Par Renaud Poulain-Argiolas

Né le 30 octobre 1916 à La Flèche (Sarthe), mort le 25 décembre 1986 à Rozoy-le-Vieil (Loiret) ; mécanicien d’avion dans le civil puis dans l’armée, cheminot à Quimper (Finistère) et à La Garenne-Colombes (Seine, Hauts-de-Seine) ; militant communiste ; résistant, membre du Front national de lutte pour la libération, chef de la 1ere compagnie « Sous-marin Curie » du bataillon FTPF La Tour d’Auvergne de Quimper, puis lieutenant adjoint aux effectifs FFI.

Louis Le Crenn, dans les années 1940

Louis Le Crenn orthographiait son nom avec deux « n », bien que l’administration utilisât la graphie « Le Cren ». Ses parents étaient un couple de cultivateurs du Finistère : Jean Le Crenn (père), né à Kerfeunteun (commune rattachée aujourd’hui à Quimper), et Marie Vasselet, née à Lothey. Il avait cinq frères et sœurs : Jean, né en 1911, Marie-Anne (1913), Yvonne (1914), Roger, (1928) et Marie-Thérèse (1930).
La famille avait déménagé pendant la Première guerre mondiale à La Flèche (Sarthe), où le père avait été affecté au poste de mécanicien des chemins de fer. Deux frères de Marie Vasselet furent tués au Chemin des Dames en 1917.

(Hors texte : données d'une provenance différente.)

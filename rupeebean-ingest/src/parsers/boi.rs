//! Bank of India account enquiry statement saved as DOCX.

use anyhow::{bail, Context, Result};
use tracing::info;

use rupeebean_core::ledger::Directive;
use rupeebean_core::parse::{is_blank, parse_amount, parse_date, DateOrder};
use rupeebean_core::table::Table;

use crate::docx::{self, Grid};
use crate::importer::Importer;
use crate::parsers::source_of;
use crate::source::SourceFile;
use crate::types::StatementRow;

const DATE: &str = "Value Date";
const NARRATION: &str = "Narration";
// Spelled as printed.
const WITHDRAWAL: &str = "Withdrawl";
const DEPOSIT: &str = "Deposit";
const CHEQUE: &str = "Chq. No.";

pub struct BoiImporter {
    account_number: String,
    account: String,
}

impl BoiImporter {
    pub fn new(account_number: impl Into<String>, account: impl Into<String>) -> Self {
        Self {
            account_number: account_number.into(),
            account: account.into(),
        }
    }
}

/// First table whose header row mentions a date.
pub fn transaction_table(tables: Vec<Grid>) -> Result<Table> {
    let Some(grid) = tables.into_iter().find(|t| {
        t.first()
            .is_some_and(|header| header.join(" ").to_lowercase().contains("date"))
    }) else {
        bail!("no transaction table in document");
    };
    Table::from_grid(grid, 0)
}

pub fn parse_rows(table: &Table) -> Result<Vec<StatementRow>> {
    let mut out = Vec::new();
    for row in &table.rows {
        let raw_date = table.get(row, DATE);
        let Some(date) = parse_date(raw_date, DateOrder::DayFirst) else {
            info!(date = raw_date, "skipping row without a value date");
            continue;
        };
        let withdrawal = table.get(row, WITHDRAWAL);
        let amount = if !is_blank(withdrawal) {
            -parse_amount(withdrawal).with_context(|| format!("withdrawal on {date}"))?
        } else {
            let deposit = table.get(row, DEPOSIT);
            parse_amount(deposit).with_context(|| format!("deposit {deposit:?} on {date}"))?
        };
        let narration = table.get(row, NARRATION).trim();
        let mut parsed = StatementRow::new(date, narration, amount).with_reference(narration);
        let cheque = table.get(row, CHEQUE).trim();
        if !cheque.is_empty() {
            parsed = parsed.with_meta("cheque_number", cheque);
        }
        out.push(parsed);
    }
    // Enquiries list the latest entry first.
    if let (Some(first), Some(last)) = (out.first(), out.last()) {
        if first.date > last.date {
            out.reverse();
        }
    }
    Ok(out)
}

impl Importer for BoiImporter {
    fn name(&self) -> &str {
        "boi"
    }

    fn identify(&self, file: &SourceFile) -> bool {
        if !file.name().ends_with("docx") {
            return false;
        }
        docx::read_text(file.path()).is_ok_and(|text| text.contains(&self.account_number))
    }

    fn extract(&self, file: &SourceFile) -> Result<Vec<Directive>> {
        let table = transaction_table(docx::read_tables(file.path())?)?;
        let source = source_of(file);
        Ok(parse_rows(&table)?
            .into_iter()
            .enumerate()
            .map(|(i, r)| r.into_transaction(&self.account, &source, i, None).into())
            .collect())
    }

    fn file_account(&self, _file: &SourceFile) -> Result<String> {
        Ok(self.account.clone())
    }
}

#[cfg(test)]
mod tests {
    use super::*;
    use crate::docx::tests::{document, write_docx};
    use crate::parsers::testing::{d, dec};

    fn statement() -> String {
        document(
            &[
                vec!["Value Date", "Chq. No.", "Narration", "Withdrawl", "Deposit", "Balance"],
                vec!["05-04-2024", "", "NEFT SALARY ", "", "50,000.00 Cr", "60,000.00"],
                vec!["03-04-2024", "000123", "CHQ PAID", "1,000.00 Dr", "", "10,000.00"],
                vec!["Total", "", "", "", "", ""],
            ],
            "Account No 4455667788",
        )
    }

    #[test]
    fn test_rows_reversed_into_date_order() {
        let tables = docx::tables_from_xml(&statement());
        let rows = parse_rows(&transaction_table(tables).unwrap()).unwrap();
        assert_eq!(rows.len(), 2);
        assert_eq!(rows[0].date, d(2024, 4, 3));
        assert_eq!(rows[0].amount, dec("-1000.00"));
        assert_eq!(rows[0].meta.get("cheque_number"), Some("000123"));
        assert_eq!(rows[1].narration, "NEFT SALARY");
        assert_eq!(rows[1].reference.as_deref(), Some("NEFT SALARY"));
        assert_eq!(rows[1].amount, dec("50000.00"));
    }

    #[test]
    fn test_identify_and_extract_from_docx() {
        let dir = tempfile::tempdir().unwrap();
        let path = dir.path().join("enquiry.docx");
        write_docx(&path, &statement());
        let file = SourceFile::new(path.clone());
        let imp = BoiImporter::new("4455667788", "Assets:Bank:BOI");
        assert!(imp.identify(&file));
        assert!(!BoiImporter::new("999", "Assets:Bank:BOI").identify(&file));

        let directives = imp.extract(&file).unwrap();
        assert_eq!(directives.len(), 2);
        match &directives[1] {
            Directive::Transaction(t) => {
                assert_eq!(t.postings[0].account, "Assets:Bank:BOI");
                assert_eq!(t.postings[0].meta.get("transaction_ref"), Some("NEFT SALARY"));
            }
            other => panic!("unexpected directive {other:?}"),
        }
    }
}
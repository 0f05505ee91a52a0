//! Daily prices from Yahoo Finance, quantized to paise.
//!
//! BSE closes come back from Yahoo as binary floats (`120.099999234`); the
//! ledger wants `120.10`.

use std::sync::OnceLock;

use anyhow::{anyhow, bail, Context, Result};
use chrono::{DateTime, Duration, NaiveDate};
use regex::Regex;
use reqwest::header::{HeaderMap, HeaderValue, USER_AGENT};
use rust_decimal::Decimal;
use serde_json::Value;
use tracing::debug;

use rupeebean_core::ledger::{Amount, Price};

const BASE_URL: &str = "https://query1.finance.yahoo.com/v8/finance/chart";
const BROWSER_AGENT: &str = "Mozilla/5.0 (Macintosh; Intel Mac OS X 10_15_7) AppleWebKit/537.36 (KHTML, like Gecko) Chrome/120.0.0.0 Safari/537.36";

/// Which series of the chart to read.
#[derive(Debug, Clone, Copy, PartialEq, Eq)]
pub enum PriceType {
    AdjClose,
    Close,
    Open,
    High,
    Low,
    /// Halfway between the day's high and low.
    Mid,
}

impl PriceType {
    pub fn parse(s: &str) -> Result<Self> {
        Ok(match s {
            "" | "adjclose" => PriceType::AdjClose,
            "close" => PriceType::Close,
            "open" => PriceType::Open,
            "high" => PriceType::High,
            "low" => PriceType::Low,
            "mid" => PriceType::Mid,
            other => bail!("unknown price type {other:?}"),
        })
    }
}

/// `base:quote:type`, each part possibly carrying `_XX` hex escapes.
#[derive(Debug, Clone, PartialEq, Eq)]
pub struct Ticker {
    pub base: String,
    pub quote: Option<String>,
    pub price_type: PriceType,
}

fn escape_re() -> &'static Regex {
    static RE: OnceLock<Regex> = OnceLock::new();
    RE.get_or_init(|| Regex::new(r"_[0-9a-fA-F]{2}").expect("ticker escape regex"))
}

fn unescape(part: &str) -> String {
    escape_re()
        .replace_all(part, |c: &regex::Captures| {
            u8::from_str_radix(&c[0][1..], 16)
                .map(|b| char::from(b).to_string())
                .unwrap_or_else(|_| c[0].to_string())
        })
        .into_owned()
}

pub fn decode_ticker(ticker: &str) -> Result<Ticker> {
    let mut parts = ticker.split(':').map(unescape);
    let base = parts.next().unwrap_or_default();
    if base.is_empty() {
        bail!("empty ticker");
    }
    let quote = parts.next().filter(|q| !q.is_empty());
    let price_type = PriceType::parse(&parts.next().unwrap_or_default())?;
    Ok(Ticker {
        base,
        quote,
        price_type,
    })
}

/// Round half to even at two places, always printing two decimals.
pub fn quantize(value: Decimal) -> Decimal {
    let mut out = value.round_dp(2);
    out.rescale(2);
    out
}

#[derive(Debug, Clone, PartialEq, Eq)]
pub struct SourcePrice {
    pub date: NaiveDate,
    pub price: Decimal,
    pub currency: Option<String>,
}

impl SourcePrice {
    /// `DATE price COMMODITY PRICE CUR`; `INR` when the chart names no currency.
    pub fn to_price(&self, commodity: &str) -> Price {
        let currency = self.currency.clone().unwrap_or_else(|| "INR".to_string());
        Price {
            date: self.date,
            currency: commodity.to_string(),
            amount: Amount::new(self.price, currency),
        }
    }
}

fn number(value: &Value) -> Option<Decimal> {
    match value {
        Value::Number(n) => n.to_string().parse().ok(),
        _ => None,
    }
}

fn series<'a>(quote: &'a Value, key: &str) -> Option<&'a Vec<Value>> {
    quote.get(key).and_then(Value::as_array)
}

/// Prices out of a chart response, skipping days without a value.
pub fn parse_chart(data: &Value, price_type: PriceType, quote: Option<&str>) -> Result<Vec<SourcePrice>> {
    if let Some(error) = data.pointer("/chart/error").filter(|e| !e.is_null()) {
        let desc = error
            .get("description")
            .and_then(Value::as_str)
            .unwrap_or("no description");
        bail!("Yahoo API error: {desc}");
    }
    let chart = data
        .pointer("/chart/result/0")
        .ok_or_else(|| anyhow!("invalid chart response"))?;
    let currency = quote
        .map(str::to_string)
        .or_else(|| chart.pointer("/meta/currency").and_then(Value::as_str).map(str::to_string));
    let Some(timestamps) = chart.get("timestamp").and_then(Value::as_array) else {
        return Ok(Vec::new());
    };
    let bars = chart
        .pointer("/indicators/quote/0")
        .ok_or_else(|| anyhow!("chart without quote data"))?;
    let adjclose = chart
        .pointer("/indicators/adjclose/0/adjclose")
        .and_then(Value::as_array);

    let pick = |key: &str, i: usize| series(bars, key).and_then(|s| s.get(i)).and_then(number);
    let mut out = Vec::new();
    for (i, ts) in timestamps.iter().enumerate() {
        let Some(date) = ts
            .as_i64()
            .and_then(|t| DateTime::from_timestamp(t, 0))
            .map(|dt| dt.date_naive())
        else {
            continue;
        };
        let value = match price_type {
            PriceType::AdjClose => adjclose
                .and_then(|s| s.get(i))
                .and_then(number)
                .or_else(|| pick("close", i)),
            PriceType::Close => pick("close", i),
            PriceType::Open => pick("open", i),
            PriceType::High => pick("high", i),
            PriceType::Low => pick("low", i),
            PriceType::Mid => match (pick("high", i), pick("low", i)) {
                (Some(h), Some(l)) => Some((h + l) / Decimal::from(2)),
                _ => None,
            },
        };
        if let Some(price) = value {
            out.push(SourcePrice {
                date,
                price: quantize(price),
                currency: currency.clone(),
            });
        }
    }
    Ok(out)
}

pub struct YahooSource {
    http: reqwest::Client,
}

impl YahooSource {
    pub fn new() -> Result<Self> {
        let mut headers = HeaderMap::new();
        headers.insert(USER_AGENT, HeaderValue::from_static(BROWSER_AGENT));
        let http = reqwest::Client::builder()
            .default_headers(headers)
            .build()
            .context("build Yahoo http client")?;
        Ok(Self { http })
    }

    /// Daily prices for `ticker` between `begin` and `end`, inclusive.
    pub async fn prices_series(&self, ticker: &str, begin: NaiveDate, end: NaiveDate) -> Result<Vec<SourcePrice>> {
        let decoded = decode_ticker(ticker)?;
        let from = begin.and_hms_opt(0, 0, 0).map(|t| t.and_utc().timestamp()).unwrap_or(0);
        let to = end.and_hms_opt(23, 59, 59).map(|t| t.and_utc().timestamp()).unwrap_or(0);

        let mut url = reqwest::Url::parse(BASE_URL)?;
        url.path_segments_mut()
            .map_err(|_| anyhow!("chart url cannot take a path"))?
            .push(&decoded.base);
        url.query_pairs_mut()
            .append_pair("period1", &from.to_string())
            .append_pair("period2", &to.to_string())
            .append_pair("interval", "1d")
            .append_pair("events", "capitalGain|div|split");
        debug!(%url, "fetching Yahoo chart");

        let resp = self
            .http
            .get(url)
            .send()
            .await
            .with_context(|| format!("request chart for {}", decoded.base))?;
        let status = resp.status();
        if !status.is_success() {
            let body = resp.text().await.unwrap_or_default();
            bail!("Yahoo returned {status} for {}: {body}", decoded.base);
        }
        let data: Value = resp.json().await.context("parse Yahoo chart")?;
        parse_chart(&data, decoded.price_type, decoded.quote.as_deref())
    }

    /// Most recent price within the week before `today`.
    pub async fn latest_price(&self, ticker: &str, today: NaiveDate) -> Result<Option<SourcePrice>> {
        let prices = self.prices_series(ticker, today - Duration::days(7), today).await?;
        Ok(prices.into_iter().last())
    }

    pub async fn historical_price(&self, ticker: &str, date: NaiveDate) -> Result<Option<SourcePrice>> {
        let prices = self.prices_series(ticker, date, date).await?;
        Ok(prices.into_iter().last())
    }
}

#[cfg(test)]
mod tests {
    use super::*;
    use serde_json::json;

    fn dec(s: &str) -> Decimal {
        s.parse().unwrap()
    }

    #[test]
    fn test_decode_ticker() {
        let t = decode_ticker("RELIANCE.BO").unwrap();
        assert_eq!(t.base, "RELIANCE.BO");
        assert_eq!(t.quote, None);
        assert_eq!(t.price_type, PriceType::AdjClose);

        let t = decode_ticker("_5ENSEI:INR:close").unwrap();
        assert_eq!(t.base, "^NSEI");
        assert_eq!(t.quote.as_deref(), Some("INR"));
        assert_eq!(t.price_type, PriceType::Close);

        assert!(decode_ticker("X.BO::weekly").is_err());
        assert!(decode_ticker("").is_err());
    }

    #[test]
    fn test_quantize() {
        assert_eq!(quantize(dec("120.099999234")).to_string(), "120.10");
        assert_eq!(quantize(dec("7")).to_string(), "7.00");
        assert_eq!(quantize(dec("2.125")).to_string(), "2.12");
    }

    fn chart() -> Value {
        json!({
            "chart": {
                "result": [{
                    "meta": {"currency": "INR", "symbol": "RELIANCE.BO"},
                    "timestamp": [1704253500, 1704339900, 1704426300],
                    "indicators": {
                        "quote": [{
                            "close": [2585.050048828125, null, 2601.899902],
                            "open": [2570.0, 2590.0, 2595.0],
                            "high": [2600.0, 2610.0, 2620.0],
                            "low": [2560.0, 2575.0, 2590.0]
                        }],
                        "adjclose": [{"adjclose": [2580.33, null, 2597.1]}]
                    }
                }],
                "error": null
            }
        })
    }

    #[test]
    fn test_parse_chart_closes() {
        let prices = parse_chart(&chart(), PriceType::Close, None).unwrap();
        assert_eq!(prices.len(), 2);
        assert_eq!(prices[0].date, NaiveDate::from_ymd_opt(2024, 1, 3).unwrap());
        assert_eq!(prices[0].price, dec("2585.05"));
        assert_eq!(prices[1].price, dec("2601.90"));
        assert_eq!(prices[1].currency.as_deref(), Some("INR"));
    }

    #[test]
    fn test_parse_chart_other_types() {
        let adj = parse_chart(&chart(), PriceType::AdjClose, Some("USD")).unwrap();
        assert_eq!(adj[0].price, dec("2580.33"));
        assert_eq!(adj[0].currency.as_deref(), Some("USD"));
        let mid = parse_chart(&chart(), PriceType::Mid, None).unwrap();
        assert_eq!(mid.len(), 3);
        assert_eq!(mid[1].price, dec("2592.50"));
    }

    #[test]
    fn test_parse_chart_error() {
        let data = json!({"chart": {"result": null, "error": {"code": "Not Found", "description": "No data found"}}});
        let err = parse_chart(&data, PriceType::Close, None).unwrap_err();
        assert!(err.to_string().contains("No data found"));
    }

    #[test]
    fn test_price_directive() {
        let p = SourcePrice {
            date: NaiveDate::from_ymd_opt(2024, 1, 3).unwrap(),
            price: dec("2585.05"),
            currency: None,
        };
        let directive = rupeebean_core::ledger::Directive::from(p.to_price("RELIANCE"));
        assert_eq!(
            rupeebean_core::render::render(&directive),
            "2024-01-03 price RELIANCE  2585.05 INR\n"
        );
    }
}
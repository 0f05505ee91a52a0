//! rupeebean-ingest: reading statement files (PDF, spreadsheets, CSV, DOCX,
//! HTML mail) and the bank-specific importers built on them.

pub mod csv_importer;
pub mod delimited;
pub mod docx;
pub mod html;
pub mod importer;
pub mod parsers;
pub mod pdf;
pub mod sheet;
pub mod source;
pub mod types;

pub use csv_importer::{CsvColumns, CsvImporter};
pub use importer::{find_balance, running_balances, statement_balances, strip_date_prefix, Importer};
pub use source::SourceFile;
pub use types::StatementRow;
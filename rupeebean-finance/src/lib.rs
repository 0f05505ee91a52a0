//! rupeebean-finance: BSE security master, Yahoo price source and the Groww
//! contract note importer.

pub mod bse;
pub mod groww;
pub mod yahoo;

pub use bse::{BseClient, BseSnapshot, TickerLookup};
pub use groww::GrowwImporter;
pub use yahoo::{decode_ticker, PriceType, SourcePrice, YahooSource};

Après son certificat d’études, Louis Le Crenn apprit le métier de tourneur dans une école professionnelle. Il obtint un CAP, se spécialisant dans les moteurs d’avion. Il fut employé à Quimper par les Établissements Frabolot, puis pendant deux ans par la société Gnome et Rhône, constructeur de moteurs d’avion à Paris (XIIIe arr.). En 1936 il adhéra au Parti communiste. Pendant trois ans il fut mécanicien d’avion et soldat de 1ere classe dans la 2e escadre de chasse de la 122e base aérienne de Chartres, d’octobre 1937 à août 1940, moment de sa démobilisation. Dans le cadre de la campagne contre l’Allemagne, il fut envoyé sur divers terrains sur le front de l’est. Il fut également actif dans le bataillon de l’air de Nîmes-Courbessac (Gard) dans le groupe de chasse 1/2. D’après les documents militaires le concernant, il demanda à participer 14 juin 1940, à « une expédition dangereuse dont le but était de sauver un avion abandonné sur un terrain évacué en raison de l’avancée allemande ». Au retour de cette mission, il réussit à rejoindre son unité malgré de grosses difficultés. Il fut cité à l’ordre de la brigade aérienne, le 23 juin 1940, à la demande du général commandant en chef des forces aériennes, et nommé sergent le 25 juin. Après sa démobilisation, il vint habiter chez ses parents à Quimper. A partir du 1er décembre 1940, il était ouvrier SNCF au dépôt de Quimper.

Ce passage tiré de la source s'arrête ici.